> **WORK REQUIRED**: Your reply should hold only the lines from the records below where "insert" occurs.

....

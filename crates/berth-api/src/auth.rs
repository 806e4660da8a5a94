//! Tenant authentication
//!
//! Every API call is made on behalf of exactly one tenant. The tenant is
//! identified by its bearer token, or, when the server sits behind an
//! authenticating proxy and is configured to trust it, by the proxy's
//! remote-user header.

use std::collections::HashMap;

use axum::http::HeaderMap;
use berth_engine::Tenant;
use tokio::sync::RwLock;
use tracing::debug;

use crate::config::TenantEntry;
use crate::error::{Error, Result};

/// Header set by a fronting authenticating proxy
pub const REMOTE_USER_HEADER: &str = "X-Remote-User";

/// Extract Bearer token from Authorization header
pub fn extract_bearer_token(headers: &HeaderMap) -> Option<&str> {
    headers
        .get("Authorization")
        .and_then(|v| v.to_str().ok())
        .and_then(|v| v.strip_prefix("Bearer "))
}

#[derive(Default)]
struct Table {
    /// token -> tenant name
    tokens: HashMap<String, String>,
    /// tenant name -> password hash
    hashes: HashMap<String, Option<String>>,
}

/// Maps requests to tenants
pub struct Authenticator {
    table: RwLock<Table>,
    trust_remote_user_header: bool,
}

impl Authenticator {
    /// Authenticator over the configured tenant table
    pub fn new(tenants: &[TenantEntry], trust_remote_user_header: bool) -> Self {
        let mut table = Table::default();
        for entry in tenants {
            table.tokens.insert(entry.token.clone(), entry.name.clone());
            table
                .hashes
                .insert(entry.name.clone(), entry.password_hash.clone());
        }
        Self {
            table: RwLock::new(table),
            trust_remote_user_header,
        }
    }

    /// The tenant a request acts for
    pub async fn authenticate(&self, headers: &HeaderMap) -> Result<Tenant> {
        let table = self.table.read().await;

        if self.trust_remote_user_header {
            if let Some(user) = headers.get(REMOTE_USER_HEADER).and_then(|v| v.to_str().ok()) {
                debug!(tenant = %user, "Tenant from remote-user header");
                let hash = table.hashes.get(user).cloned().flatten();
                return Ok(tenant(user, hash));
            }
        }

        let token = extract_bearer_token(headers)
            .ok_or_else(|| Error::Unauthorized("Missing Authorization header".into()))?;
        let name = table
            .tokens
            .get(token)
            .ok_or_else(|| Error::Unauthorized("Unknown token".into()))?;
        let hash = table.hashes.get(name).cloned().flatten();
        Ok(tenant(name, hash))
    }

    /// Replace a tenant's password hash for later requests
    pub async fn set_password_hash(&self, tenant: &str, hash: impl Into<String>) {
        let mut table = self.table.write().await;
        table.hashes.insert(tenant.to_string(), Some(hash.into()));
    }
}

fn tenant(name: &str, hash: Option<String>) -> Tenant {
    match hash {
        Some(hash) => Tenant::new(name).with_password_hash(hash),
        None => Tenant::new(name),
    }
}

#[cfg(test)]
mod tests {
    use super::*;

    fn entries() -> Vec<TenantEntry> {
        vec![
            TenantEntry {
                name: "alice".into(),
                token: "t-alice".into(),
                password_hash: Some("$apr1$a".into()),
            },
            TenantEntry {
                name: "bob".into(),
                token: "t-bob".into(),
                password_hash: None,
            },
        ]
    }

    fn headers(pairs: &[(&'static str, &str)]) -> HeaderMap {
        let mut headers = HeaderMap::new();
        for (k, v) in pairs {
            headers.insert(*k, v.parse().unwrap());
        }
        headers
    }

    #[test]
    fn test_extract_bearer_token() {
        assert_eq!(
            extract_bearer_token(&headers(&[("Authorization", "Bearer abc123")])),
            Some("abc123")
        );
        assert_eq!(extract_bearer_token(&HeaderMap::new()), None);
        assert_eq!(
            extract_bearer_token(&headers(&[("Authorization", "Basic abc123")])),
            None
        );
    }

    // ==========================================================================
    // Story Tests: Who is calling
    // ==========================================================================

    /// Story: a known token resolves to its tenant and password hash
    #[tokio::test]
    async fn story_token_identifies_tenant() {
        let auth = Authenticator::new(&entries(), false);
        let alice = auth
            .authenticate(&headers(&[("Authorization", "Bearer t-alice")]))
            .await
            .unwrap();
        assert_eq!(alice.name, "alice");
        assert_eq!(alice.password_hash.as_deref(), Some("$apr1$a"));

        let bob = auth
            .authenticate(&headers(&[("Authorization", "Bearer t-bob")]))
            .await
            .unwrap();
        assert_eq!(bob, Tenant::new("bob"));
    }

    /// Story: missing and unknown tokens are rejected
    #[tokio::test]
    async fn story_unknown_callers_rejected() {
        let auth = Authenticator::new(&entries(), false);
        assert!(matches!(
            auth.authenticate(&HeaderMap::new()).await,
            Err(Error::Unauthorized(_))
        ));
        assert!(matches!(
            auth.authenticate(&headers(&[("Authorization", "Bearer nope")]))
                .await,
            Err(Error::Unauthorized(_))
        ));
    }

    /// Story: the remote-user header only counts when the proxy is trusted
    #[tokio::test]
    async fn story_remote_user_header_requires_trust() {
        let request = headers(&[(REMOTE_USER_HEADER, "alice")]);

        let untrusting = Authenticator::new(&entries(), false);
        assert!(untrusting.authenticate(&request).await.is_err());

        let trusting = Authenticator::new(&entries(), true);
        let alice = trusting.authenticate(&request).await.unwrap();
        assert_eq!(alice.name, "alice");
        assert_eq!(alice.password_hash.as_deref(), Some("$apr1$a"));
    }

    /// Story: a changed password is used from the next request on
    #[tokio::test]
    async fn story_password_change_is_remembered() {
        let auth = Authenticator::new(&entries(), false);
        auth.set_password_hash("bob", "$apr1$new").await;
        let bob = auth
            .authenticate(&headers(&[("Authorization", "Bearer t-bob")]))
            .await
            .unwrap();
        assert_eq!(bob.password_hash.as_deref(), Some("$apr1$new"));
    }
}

....

> **REPLY TO THE TASK**:
            table.tokens.insert(entry.token.clone(), entry.name.clone());
                .insert(entry.name.clone(), entry.password_hash.clone());
        table.hashes.insert(tenant.to_string(), Some(hash.into()));
            headers.insert(*k, v.parse().unwrap());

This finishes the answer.